High resolution studies of DNA lesion bypass by human DNA polymerase δ holoenzymes

ABSTRACT During DNA replication, DNA lesions present in lagging strand templates are initially encountered by DNA polymerase δ (pol δ). The historical view for what transpires from these encounters is that replication of the afflicted lagging strand template abruptly stops, activating DNA damage tolerance (DDT) pathways that replicate the offending lesion and adjacent DNA sequence, allowing pol δ to resume downstream. However, qualitative studies observed that human pol δ is capable of replicating various DNA lesions, albeit to unknown extents, which raises issues regarding the roles of pol δ and DDT in the replication of DNA lesions.
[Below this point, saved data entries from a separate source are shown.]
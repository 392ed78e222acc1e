//! Domain layer for the Eco-Pulse dashboard.
//!
//! This crate contains:
//! - Domain models (Alert, AlertStatus, Rgba, form input)
//! - The session-scoped append-only alert store
//! - Pure renderers for the map overlay, card grid and dashboard
//! - Domain error types

pub mod error;
pub mod models;
pub mod services;
pub mod store;

pub use error::DomainError;
pub use store::AlertStore;
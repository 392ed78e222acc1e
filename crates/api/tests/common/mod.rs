//! Common test utilities for integration tests.
//!
//! Every test builds its own router over a fresh in-memory session registry,
//! so tests never share alerts.

// Not every integration test uses every helper.
#![allow(dead_code)]

use axum::{
    body::Body,
    http::{header, HeaderValue, Method, Request},
    response::Response,
    Router,
};
use eco_pulse_api::{
    app::{create_app_with_state, AppState},
    config::Config,
};
use tower::ServiceExt;

pub const COOKIE_NAME: &str = "eco_pulse_session";

/// Test configuration from embedded defaults.
pub fn test_config() -> Config {
    Config::load_for_test(&[]).expect("Failed to load test config")
}

pub fn create_test_app(config: Config) -> Router {
    create_app_with_state(AppState::new(config))
}

/// Router plus a handle on its state, for tests that inspect the registry.
pub fn create_test_app_with_state(config: Config) -> (Router, AppState) {
    let state = AppState::new(config);
    (create_app_with_state(state.clone()), state)
}

pub async fn parse_response_body(response: Response) -> serde_json::Value {
    let body = axum::body::to_bytes(response.into_body(), usize::MAX)
        .await
        .unwrap();
    serde_json::from_slice(&body).unwrap_or(serde_json::Value::Null)
}

pub async fn response_text(response: Response) -> String {
    let body = axum::body::to_bytes(response.into_body(), usize::MAX)
        .await
        .unwrap();
    String::from_utf8(body.to_vec()).unwrap()
}

/// `name=value` pair of the session cookie set by `response`, if any.
pub fn session_cookie(response: &Response) -> Option<String> {
    response
        .headers()
        .get_all(header::SET_COOKIE)
        .iter()
        .filter_map(|v| v.to_str().ok())
        .find(|v| v.starts_with(&format!("{}=", COOKIE_NAME)))
        .and_then(|v| v.split(';').next())
        .map(str::to_string)
}

fn with_cookie(
    builder: axum::http::request::Builder,
    cookie: Option<&str>,
) -> axum::http::request::Builder {
    match cookie {
        Some(cookie) => builder.header(header::COOKIE, HeaderValue::from_str(cookie).unwrap()),
        None => builder,
    }
}

pub fn get_request(uri: &str, cookie: Option<&str>) -> Request<Body> {
    with_cookie(Request::builder().method(Method::GET).uri(uri), cookie)
        .body(Body::empty())
        .unwrap()
}

pub fn delete_request(uri: &str, cookie: Option<&str>) -> Request<Body> {
    with_cookie(Request::builder().method(Method::DELETE).uri(uri), cookie)
        .body(Body::empty())
        .unwrap()
}

pub fn json_request(uri: &str, body: serde_json::Value, cookie: Option<&str>) -> Request<Body> {
    with_cookie(
        Request::builder()
            .method(Method::POST)
            .uri(uri)
            .header(header::CONTENT_TYPE, "application/json"),
        cookie,
    )
    .body(Body::from(serde_json::to_string(&body).unwrap()))
    .unwrap()
}

pub fn form_request(uri: &str, body: &str, cookie: Option<&str>) -> Request<Body> {
    with_cookie(
        Request::builder()
            .method(Method::POST)
            .uri(uri)
            .header(header::CONTENT_TYPE, "application/x-www-form-urlencoded"),
        cookie,
    )
    .body(Body::from(body.to_string()))
    .unwrap()
}

/// Starts a session by loading the page and returns its cookie.
pub async fn start_session(app: &Router) -> String {
    let response = app.clone().oneshot(get_request("/", None)).await.unwrap();
    session_cookie(&response).expect("First visit should set a session cookie")
}

/// Names of the session's alerts, in store order.
pub async fn alert_names(app: &Router, cookie: &str) -> Vec<String> {
    let response = app
        .clone()
        .oneshot(get_request("/api/v1/alerts", Some(cookie)))
        .await
        .unwrap();
    parse_response_body(response)
        .await
        .as_array()
        .unwrap()
        .iter()
        .map(|alert| alert["name"].as_str().unwrap().to_string())
        .collect()
}
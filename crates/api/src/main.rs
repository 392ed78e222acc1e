use anyhow::{Context, Result};
use std::time::Duration;
use tracing::info;

use eco_pulse_api::app::{create_app_with_state, AppState};
use eco_pulse_api::config::Config;
use eco_pulse_api::jobs::{JobScheduler, SessionSweepJob};
use eco_pulse_api::middleware::{init_metrics, logging::init_logging};

#[tokio::main]
async fn main() -> Result<()> {
    // Load .env file if present
    dotenvy::dotenv().ok();

    // Load configuration
    let config = Config::load()?;

    // Initialize logging
    init_logging(&config.logging).context("Failed to initialize logging")?;

    info!("Starting Eco-Pulse dashboard v{}", env!("CARGO_PKG_VERSION"));

    init_metrics().context("Failed to install Prometheus recorder")?;

    let addr = config
        .socket_addr()
        .context("Invalid server host/port")?;
    let sweep_interval = Duration::from_secs(config.session.sweep_interval_secs);

    // Build application
    let state = AppState::new(config);

    // Start background jobs
    let mut scheduler = JobScheduler::new();
    scheduler.register(SessionSweepJob::new(state.sessions.clone(), sweep_interval));
    scheduler.start();

    let app = create_app_with_state(state);

    // Start server
    info!("Server listening on {}", addr);

    let listener = tokio::net::TcpListener::bind(addr).await?;
    axum::serve(listener, app)
        .with_graceful_shutdown(shutdown_signal())
        .await?;

    info!("Server stopped, shutting down background jobs");
    scheduler.shutdown();
    scheduler.wait_for_shutdown(Duration::from_secs(10)).await;

    Ok(())
}

async fn shutdown_signal() {
    if let Err(e) = tokio::signal::ctrl_c().await {
        tracing::error!(error = %e, "Failed to listen for shutdown signal");
    }
}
To address these issues, we re-constituted human lagging strand replication to quantitatively characterize initial encounters of pol δ holoenzymes with DNA lesions. The results indicate that pol δ holoenzymes support stable dNTP incorporation opposite and beyond multiple lesions and the extent of these activities depends on the lesion and pol δ proofreading. Furthermore, after encountering a given DNA lesion, subsequent dissociation of pol δ is distributed around the lesion and a portion of pol δ does not dissociate at all. The distributions of these events are dependent on the lesion and pol δ proofreading. These results challenge our understanding of DNA lesion replication and DDT.